Conference recap: SEO and visibility in the AI era
Two focused days in Dubai for growth leaders, Marketing Experts , SEO strategists, and creators.
Google is no longer the only search that matters
Your potential customers now ask questions in ChatGPT, Copilot, Perplexity, and other AI assistants. These tools pull from multiple sources to recommend businesses. If you focus only on Google, you miss a growing part of your audience.
Reviews and forums carry more weight than ever
AI systems trust real-world opinions and discussions more than polished corporate pages. Speakers shared a striking figure: 97.5% of product-related queries include Reddit in the top results. Honest feedback, even mixed feedback, often convinces more than perfect testimonials.
Your Google Business Profile and your data are your new storefront
AI assistants do not browse your site like a person. They rely on structured data and business listings. That includes your Google Business Profile, service and product feeds, and consistent business details across platforms. If your data is incomplete or inconsistent, AI tools are less likely to recommend you.
Educational content beats promotional content for AI visibility
Companies that publish buying guides, detailed FAQs, and how-to content get more visibility in AI-driven discovery. A speaker shared an example: Sony gets 36% of its AI traffic from its support and help section.
Video is now essential
Video has become a major source for discovery and citations. Speakers highlighted that YouTube is a top cited source in multiple ecosystems. The point was clear. You do not need complex production. You need consistent, helpful explanations from a real expert.

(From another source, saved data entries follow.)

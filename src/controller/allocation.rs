use crate::controller::hole::HoleRecord;

pub const HOLES_PER_ROUND: i32 = 18;

/// Handicap strokes a single hole receives for a given course handicap.
///
/// The hardest `course_handicap` holes (by ranking) get one stroke each. Above
/// 18, a second pass gives the hardest `course_handicap - 18` holes another
/// stroke. There is no third pass, so a hole never gets more than two strokes
/// for rankings within 1..=18, even when the course handicap exceeds 36.
pub fn handicap_strokes_for_hole(hole_handicap: i32, course_handicap: i32) -> u8 {
    if course_handicap <= 0 || hole_handicap <= 0 {
        return 0;
    }

    let mut strokes = u8::from(hole_handicap <= course_handicap);
    if course_handicap > HOLES_PER_ROUND {
        let extra_strokes = course_handicap - HOLES_PER_ROUND;
        if hole_handicap <= extra_strokes {
            strokes += 1;
        }
    }
    strokes
}

/// Handicap strokes for every hole of a round, in input order.
///
/// Unscored holes are allocated too, so the result can be shown on an empty
/// scorecard before play.
pub fn allocate_handicap_strokes(holes: &[HoleRecord], course_handicap: Option<i32>) -> Vec<u8> {
    match course_handicap.filter(|handicap| *handicap > 0) {
        Some(course_handicap) => holes
            .iter()
            .map(|hole| handicap_strokes_for_hole(hole.handicap_ranking().0, course_handicap))
            .collect(),
        None => vec![0; holes.len()],
    }
}
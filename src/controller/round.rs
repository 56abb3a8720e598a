use chrono::NaiveDate;
use itertools::Itertools;

use crate::controller::handicap::course_handicap_strokes;
use crate::controller::hole::HoleRecord;

/// A stored round as handed over by a [`RoundRepository`](crate::controller::RoundRepository).
#[derive(Debug, Clone, PartialEq)]
pub struct RoundRecord {
    pub id: String,
    pub golfer_id: String,
    pub played_on: NaiveDate,
    pub holes: Vec<HoleRecord>,
    /// Course handicap as stored, possibly fractional.
    pub course_handicap: Option<f64>,
}

impl RoundRecord {
    pub fn new(
        id: String,
        golfer_id: String,
        played_on: NaiveDate,
        holes: Vec<HoleRecord>,
        course_handicap: Option<f64>,
    ) -> Self {
        Self {
            id,
            golfer_id,
            played_on,
            holes,
            course_handicap,
        }
    }

    pub fn is_complete(&self) -> bool {
        !self.holes.is_empty() && self.holes.iter().all(HoleRecord::is_scored)
    }

    /// Number of holes, saturating at `u8::MAX`.
    pub fn hole_count(&self) -> u8 {
        u8::try_from(self.holes.len()).unwrap_or(u8::MAX)
    }

    pub fn gross_strokes(&self) -> u32 {
        self.holes
            .iter()
            .filter_map(|hole| hole.strokes)
            .map(u32::from)
            .sum()
    }

    pub fn course_handicap_strokes(&self) -> Option<i32> {
        self.course_handicap.map(course_handicap_strokes)
    }
}

/// Complete rounds, oldest first. Rounds played on the same day keep their stored order.
pub fn handicap_history(rounds: &[RoundRecord]) -> Vec<&RoundRecord> {
    rounds
        .iter()
        .filter(|round| round.is_complete())
        .sorted_by_key(|round| round.played_on)
        .collect_vec()
}

/// Gross scores and hole counts in the shape a handicap calculator takes them.
pub fn scores_and_hole_counts(history: &[&RoundRecord]) -> (Vec<u32>, Vec<u8>) {
    history
        .iter()
        .map(|round| (round.gross_strokes(), round.hole_count()))
        .unzip()
}

#[cfg(test)]
pub(crate) mod test {
    use super::*;

    pub(crate) fn round_on(id: &str, day: u32, holes: usize, strokes: Option<u8>) -> RoundRecord {
        RoundRecord::new(
            id.to_string(),
            "golfer".to_string(),
            NaiveDate::from_ymd_opt(2026, 5, day).unwrap(),
            (1..=holes as u8)
                .map(|number| HoleRecord::new(number, 4, strokes, Some(number)))
                .collect(),
            None,
        )
    }

    #[test]
    fn completeness() {
        assert!(round_on("a", 1, 18, Some(5)).is_complete());
        assert!(!round_on("b", 1, 18, None).is_complete());
        assert!(!round_on("c", 1, 0, Some(5)).is_complete());

        let mut partial = round_on("d", 1, 9, Some(4));
        partial.holes[8].strokes = None;
        assert!(!partial.is_complete());
    }

    #[test]
    fn history_is_sorted_and_complete() {
        let rounds = vec![
            round_on("late", 20, 18, Some(5)),
            round_on("unfinished", 10, 18, None),
            round_on("early", 2, 9, Some(4)),
            round_on("same-day", 20, 18, Some(6)),
        ];
        let history = handicap_history(&rounds);
        let ids = history.iter().map(|round| round.id.as_str()).collect_vec();
        assert_eq!(ids, vec!["early", "late", "same-day"]);

        let (scores, hole_counts) = scores_and_hole_counts(&history);
        assert_eq!(scores, vec![36, 90, 108]);
        assert_eq!(hole_counts, vec![9, 18, 18]);
    }

    #[test]
    fn oversized_round_does_not_wrap_to_nine() {
        let mut round = round_on("long", 1, 0, Some(4));
        round.holes = (0..265)
            .map(|number| HoleRecord::new((number % 18 + 1) as u8, 4, Some(4), None))
            .collect();
        assert_eq!(round.hole_count(), u8::MAX);
        assert_eq!(round_on("short", 1, 9, Some(4)).hole_count(), 9);
    }

    #[test]
    fn stored_course_handicap_is_truncated() {
        let mut round = round_on("a", 1, 18, Some(5));
        round.course_handicap = Some(10.8);
        assert_eq!(round.course_handicap_strokes(), Some(10));
    }
}
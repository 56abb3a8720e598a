mod golfer;
mod score;

pub use golfer::{FailedGolfer, GolferProfile, HandicapUpdate, NewRound, RecalculationSummary, RoundAdded};
pub use score::{HoleBreakdown, ScoreRequest, ScoreResponse};
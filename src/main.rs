use rocket::{Build, Rocket};

#[rocket::launch]
fn rocket() -> Rocket<Build> {
    golf_scorer::api::launch()
}
use log::warn;
use rocket::http::Status;
use rocket::response::Responder;
use rocket::{response, Request};
use rocket_okapi::gen::OpenApiGenerator;
use rocket_okapi::okapi::openapi3::{MediaType, Responses};
use rocket_okapi::response::OpenApiResponderInner;

#[derive(thiserror::Error, Debug, Clone)]
pub enum Error {
    #[error("Invalid hole scores: {0}")]
    InvalidHoleScores(String),
    #[error("A round needs at least one hole")]
    NoHoles,
    #[error("Golfer: `{0}` not found")]
    GolferNotFound(String),
    #[error("Round: `{0}` not found")]
    RoundNotFound(String),
    #[error("Repository failure: {0}")]
    Repository(String),
}

impl Error {
    pub fn status(&self) -> Status {
        use Error::*;
        match self {
            InvalidHoleScores(_) | NoHoles => Status::BadRequest,
            GolferNotFound(_) | RoundNotFound(_) => Status::NotFound,
            Repository(_) => Status::InternalServerError,
        }
    }
}

impl<'r, 'o: 'r> Responder<'r, 'o> for Error {
    fn respond_to(self, _req: &'r Request<'_>) -> response::Result<'o> {
        warn!("{}", self);
        Err(self.status())
    }
}

impl OpenApiResponderInner for self::Error {
    fn responses(_gen: &mut OpenApiGenerator) -> rocket_okapi::Result<Responses> {
        use rocket_okapi::{okapi, okapi::openapi3::RefOr};

        Ok(Responses {
            responses: okapi::map! {
                "400".to_owned() => RefOr::Object(error_response(
                    "# 400 Bad Request\nThe scorecard could not be used, e.g. it has no holes."
                )),
                "404".to_owned() => RefOr::Object(error_response(
                    "# 404 Not Found\nThe golfer or round does not exist."
                )),
                "500".to_owned() => RefOr::Object(error_response(
                    "# 500 Internal Server Error\nThe round store failed."
                )),
            },
            ..Default::default()
        })
    }
}

fn error_response(description: &str) -> rocket_okapi::okapi::openapi3::Response {
    use rocket_okapi::okapi;
    okapi::openapi3::Response {
        description: description.to_owned(),
        content: okapi::map! {
            "application/json".to_owned() => MediaType::default()
        },
        ..Default::default()
    }
}

#[cfg(test)]
mod test {
    use super::*;

    #[test]
    fn statuses() {
        assert_eq!(Error::NoHoles.status(), Status::BadRequest);
        assert_eq!(
            Error::InvalidHoleScores("bad".into()).status(),
            Status::BadRequest
        );
        assert_eq!(Error::GolferNotFound("ann".into()).status(), Status::NotFound);
        assert_eq!(Error::RoundNotFound("r1".into()).status(), Status::NotFound);
        assert_eq!(
            Error::Repository("down".into()).status(),
            Status::InternalServerError
        );
    }

    #[test]
    fn messages() {
        assert_eq!(
            Error::GolferNotFound("ann".into()).to_string(),
            "Golfer: `ann` not found"
        );
    }
}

Brand reputation directly shapes what AI recommends
AI models build a “brand memory” during training. If your brand only appears on your own website, the model may not recognize it. Speakers shared another strong figure: 85% of brand mentions in AI search come from third-party sources.
Measure share of voice, not only traffic
Traffic can rise while your market position drops. If the market grows faster than your traffic, you lose ground. Conference speakers urged marketers to track share of voice versus competitors, not isolated metrics.